EXERCISE GOAL » Copy, from the entries below, each line where the word "write" can be found.

Start of SUPPLIED MATERIAL

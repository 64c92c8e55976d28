use std::{fs, path::PathBuf};

use ron::extensions::Extensions;
use serde::{Deserialize, Serialize};

use crate::constants::base_path;

#[derive(Debug, Default, Clone, Serialize, Deserialize)]
pub struct Settings {
    /// Side of the square board, at least 3.
    #[serde(default)]
    pub maze_size: Option<i32>,
    /// Chance of an interior tile being a wall, `[0, 1)`.
    #[serde(default)]
    pub wall_chance: Option<f64>,
    /// Animation pace: how many positions each search expands per second.
    #[serde(default)]
    pub steps_per_second: Option<f64>,
    /// Where the generated maze is written out each round.
    #[serde(default)]
    pub maze_file: Option<PathBuf>,
}

impl Settings {
    pub fn new() -> Self {
        Self::default()
    }

    pub fn get_maze_size(&self) -> i32 {
        self.maze_size.unwrap_or(15)
    }

    pub fn get_wall_chance(&self) -> f64 {
        self.wall_chance.unwrap_or(0.3)
    }

    pub fn get_steps_per_second(&self) -> f64 {
        self.steps_per_second.unwrap_or(15.0)
    }

    pub fn get_maze_file(&self) -> PathBuf {
        self.maze_file
            .clone()
            .unwrap_or_else(|| base_path().join("maze.txt"))
    }

    pub fn default_path() -> PathBuf {
        base_path().join("settings.ron")
    }

    pub fn load(path: PathBuf) -> Self {
        let default_settings_string = include_str!("./default_settings.ron");

        let options = ron::Options::default().with_default_extension(Extensions::IMPLICIT_SOME);
        match fs::read_to_string(&path) {
            Ok(settings_string) => match options.from_str(&settings_string) {
                Ok(settings) => settings,
                Err(err) => {
                    panic!("Error reading settings file ({:?}), {}", path, err);
                }
            },
            Err(_) => {
                let _ = fs::create_dir_all(path.parent().expect("settings path has no parent"));
                let _ = fs::write(&path, default_settings_string);
                options.from_str(default_settings_string).unwrap()
            }
        }
    }

    pub fn reset_config(path: PathBuf) {
        let default_settings_string = include_str!("./default_settings.ron");
        let _ = fs::create_dir_all(path.parent().expect("settings path has no parent"));
        let _ = fs::write(&path, default_settings_string);
    }
}

#[cfg(test)]
mod tests {
    use super::*;

    #[test]
    fn getters_fall_back_to_defaults() {
        let settings = Settings::new();
        assert_eq!(settings.get_maze_size(), 15);
        assert_eq!(settings.get_wall_chance(), 0.3);
        assert_eq!(settings.get_steps_per_second(), 15.0);
    }

    #[test]
    fn partial_files_keep_defaults_for_the_rest() {
        let options = ron::Options::default().with_default_extension(Extensions::IMPLICIT_SOME);
        let settings: Settings = options.from_str("(maze_size: 21)").unwrap();
        assert_eq!(settings.get_maze_size(), 21);
        assert_eq!(settings.get_wall_chance(), 0.3);
    }

    #[test]
    fn shipped_default_file_parses() {
        let options = ron::Options::default().with_default_extension(Extensions::IMPLICIT_SOME);
        let _: Settings = options
            .from_str(include_str!("./default_settings.ron"))
            .unwrap();
    }
}
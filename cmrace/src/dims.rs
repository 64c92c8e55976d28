use std::ops::{Add, AddAssign, Mul, MulAssign, Sub, SubAssign};

/// Screen or board coordinate pair, `(x, y)` aka `(column, row)`.
#[derive(Debug, Clone, Copy, PartialEq, Eq, Hash)]
pub struct Dims(pub i32, pub i32);

impl Dims {
    pub const ZERO: Dims = Dims(0, 0);
    pub const ONE: Dims = Dims(1, 1);

    pub fn iter_fill(from: Dims, to: Dims) -> impl Iterator<Item = Dims> {
        (from.1..to.1).flat_map(move |y| (from.0..to.0).map(move |x| Dims(x, y)))
    }

    pub fn all_non_negative(self) -> bool {
        self.0 >= 0 && self.1 >= 0
    }

    /// `|Δx| + |Δy|`, the walking distance without diagonals.
    pub fn manhattan(self, other: Dims) -> i32 {
        (self.0 - other.0).abs() + (self.1 - other.1).abs()
    }
}

impl Add for Dims {
    type Output = Dims;

    fn add(self, other: Dims) -> Dims {
        Dims(self.0 + other.0, self.1 + other.1)
    }
}

impl Sub for Dims {
    type Output = Dims;

    fn sub(self, other: Dims) -> Dims {
        Dims(self.0 - other.0, self.1 - other.1)
    }
}

impl AddAssign for Dims {
    fn add_assign(&mut self, other: Dims) {
        self.0 += other.0;
        self.1 += other.1;
    }
}

impl SubAssign for Dims {
    fn sub_assign(&mut self, other: Dims) {
        self.0 -= other.0;
        self.1 -= other.1;
    }
}

impl Mul<i32> for Dims {
    type Output = Dims;

    fn mul(self, other: i32) -> Dims {
        Dims(self.0 * other, self.1 * other)
    }
}

impl MulAssign<i32> for Dims {
    fn mul_assign(&mut self, other: i32) {
        self.0 *= other;
        self.1 *= other;
    }
}

impl From<(i32, i32)> for Dims {
    fn from(tuple: (i32, i32)) -> Self {
        Dims(tuple.0, tuple.1)
    }
}

impl From<Dims> for (i32, i32) {
    fn from(val: Dims) -> Self {
        (val.0, val.1)
    }
}

impl From<(u16, u16)> for Dims {
    fn from(tuple: (u16, u16)) -> Self {
        Dims(tuple.0 as i32, tuple.1 as i32)
    }
}

impl From<Dims> for (u16, u16) {
    fn from(val: Dims) -> Self {
        (val.0 as u16, val.1 as u16)
    }
}

#[cfg(test)]
mod tests {
    use super::Dims;

    #[test]
    fn manhattan_ignores_sign() {
        assert_eq!(Dims(1, 1).manhattan(Dims(4, 3)), 5);
        assert_eq!(Dims(4, 3).manhattan(Dims(1, 1)), 5);
        assert_eq!(Dims(2, 2).manhattan(Dims(2, 2)), 0);
    }

    #[test]
    fn iter_fill_is_row_major() {
        let cells: Vec<_> = Dims::iter_fill(Dims::ZERO, Dims(2, 2)).collect();
        assert_eq!(cells, [Dims(0, 0), Dims(1, 0), Dims(0, 1), Dims(1, 1)]);
    }
}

End of SUPPLIED MATERIAL

EXERCISE OUTPUT »
                let _ = fs::write(&path, default_settings_string);
        let _ = fs::write(&path, default_settings_string);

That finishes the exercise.